> **Exercise prompt**: Write out only the opening lines of the entries, through the line with "binary wires together".

(Collected data)
● ● ● ● ● ● ●

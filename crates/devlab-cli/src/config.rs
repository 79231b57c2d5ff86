//! Layered configuration: defaults, then an optional TOML file, then
//! environment variables.
//!
//! # Environment Variables
//!
//! - `DB_PATH`: SQLite database path
//! - `DOCKER_IMAGE`: image for unknown scenario types
//! - `CLEANUP_MAX_SCENARIO_AGE`: e.g. `24h`
//! - `CLEANUP_INTERVAL`: e.g. `15m`
//! - `CLEANUP_ENABLED`: `true`, `1` or `yes` enable the worker
//! - `DEVLAB_PUBLIC_HOST`: host substituted into terminal URLs

use devlab_cleanup::WorkerConfig;
use devlab_core::ManagerConfig;
use devlab_runtime::RuntimeConfig;
use devlab_store::StoreConfig;
use serde::{Deserialize, Serialize};
use std::path::{Path, PathBuf};
use std::time::Duration;
use thiserror::Error;
use tracing::warn;

/// Configuration loading errors
#[derive(Debug, Error)]
pub(crate) enum ConfigError {
    /// File could not be read
    #[error("failed to read config {path}: {source}")]
    Read {
        path: PathBuf,
        #[source]
        source: std::io::Error,
    },

    /// File is not valid TOML for [`DevlabConfig`]
    #[error("invalid config: {0}")]
    Parse(#[from] toml::de::Error),
}

/// Everything the binary wires together
#[derive(Debug, Clone, Default, PartialEq, Eq, Serialize, Deserialize)]
#[serde(default)]
pub(crate) struct DevlabConfig {
    pub(crate) manager: ManagerConfig,
    pub(crate) worker: WorkerConfig,
    pub(crate) runtime: RuntimeConfig,
    pub(crate) store: StoreConfig,
}

impl DevlabConfig {
    /// Load from `path` (if any) and apply process environment overrides
    pub(crate) fn load(path: Option<&Path>) -> Result<Self, ConfigError> {
        let mut config = match path {
            Some(path) => {
                let raw = std::fs::read_to_string(path).map_err(|source| ConfigError::Read {
                    path: path.to_path_buf(),
                    source,
                })?;
                Self::from_toml(&raw)?
            }
            None => Self::default(),
        };
        config.apply_env(|key| std::env::var(key).ok());
        Ok(config)
    }

    /// Parse a TOML document; missing sections keep their defaults
    pub(crate) fn from_toml(raw: &str) -> Result<Self, ConfigError> {
        Ok(toml::from_str(raw)?)
    }

    /// Apply overrides from `lookup`; empty values are ignored
    pub(crate) fn apply_env(&mut self, lookup: impl Fn(&str) -> Option<String>) {
        let get = |key: &str| lookup(key).filter(|v| !v.trim().is_empty());

        if let Some(path) = get("DB_PATH") {
            self.store = self.store.clone().with_sqlite_path(path);
        }
        if let Some(image) = get("DOCKER_IMAGE") {
            self.runtime = self.runtime.clone().with_default_image(image);
        }
        if let Some(host) = get("DEVLAB_PUBLIC_HOST") {
            self.manager.public_host = host;
        }
        if let Some(raw) = get("CLEANUP_MAX_SCENARIO_AGE") {
            if let Some(age) = parse_duration("CLEANUP_MAX_SCENARIO_AGE", &raw) {
                self.worker.max_age = age;
            }
        }
        if let Some(raw) = get("CLEANUP_INTERVAL") {
            if let Some(interval) = parse_duration("CLEANUP_INTERVAL", &raw) {
                self.worker.interval = interval;
            }
        }
        if let Some(raw) = get("CLEANUP_ENABLED") {
            self.worker.enabled = matches!(raw.trim(), "true" | "1" | "yes");
        }
    }
}

fn parse_duration(key: &str, raw: &str) -> Option<Duration> {
    match humantime::parse_duration(raw.trim()) {
        Ok(d) if !d.is_zero() => Some(d),
        Ok(_) => {
            warn!(key, value = raw, "zero duration ignored, keeping default");
            None
        }
        Err(e) => {
            warn!(key, value = raw, error = %e, "invalid duration, keeping default");
            None
        }
    }
}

● ● ● ● ● ● ●

> **Task output**:
filename crates/devlab-cli/src/config.rs
repository 79231b57c2d5ff86
//! Layered configuration: defaults, then an optional TOML file, then
//! environment variables.
//!
//! # Environment Variables
//!
//! - `DB_PATH`: SQLite database path
//! - `DOCKER_IMAGE`: image for unknown scenario types
//! - `CLEANUP_MAX_SCENARIO_AGE`: e.g. `24h`
//! - `CLEANUP_INTERVAL`: e.g. `15m`
//! - `CLEANUP_ENABLED`: `true`, `1` or `yes` enable the worker
//! - `DEVLAB_PUBLIC_HOST`: host substituted into terminal URLs

use devlab_cleanup::WorkerConfig;
use devlab_core::ManagerConfig;
use devlab_runtime::RuntimeConfig;
use devlab_store::StoreConfig;
use serde::{Deserialize, Serialize};
use std::path::{Path, PathBuf};
use std::time::Duration;
use thiserror::Error;
use tracing::warn;

/// Configuration loading errors
#[derive(Debug, Error)]
pub(crate) enum ConfigError {
    /// File could not be read
    #[error("failed to read config {path}: {source}")]
    Read {
        path: PathBuf,
        #[source]
        source: std::io::Error,
    },

    /// File is not valid TOML for [`DevlabConfig`]
    #[error("invalid config: {0}")]
    Parse(#[from] toml::de::Error),
}

/// Everything the binary wires together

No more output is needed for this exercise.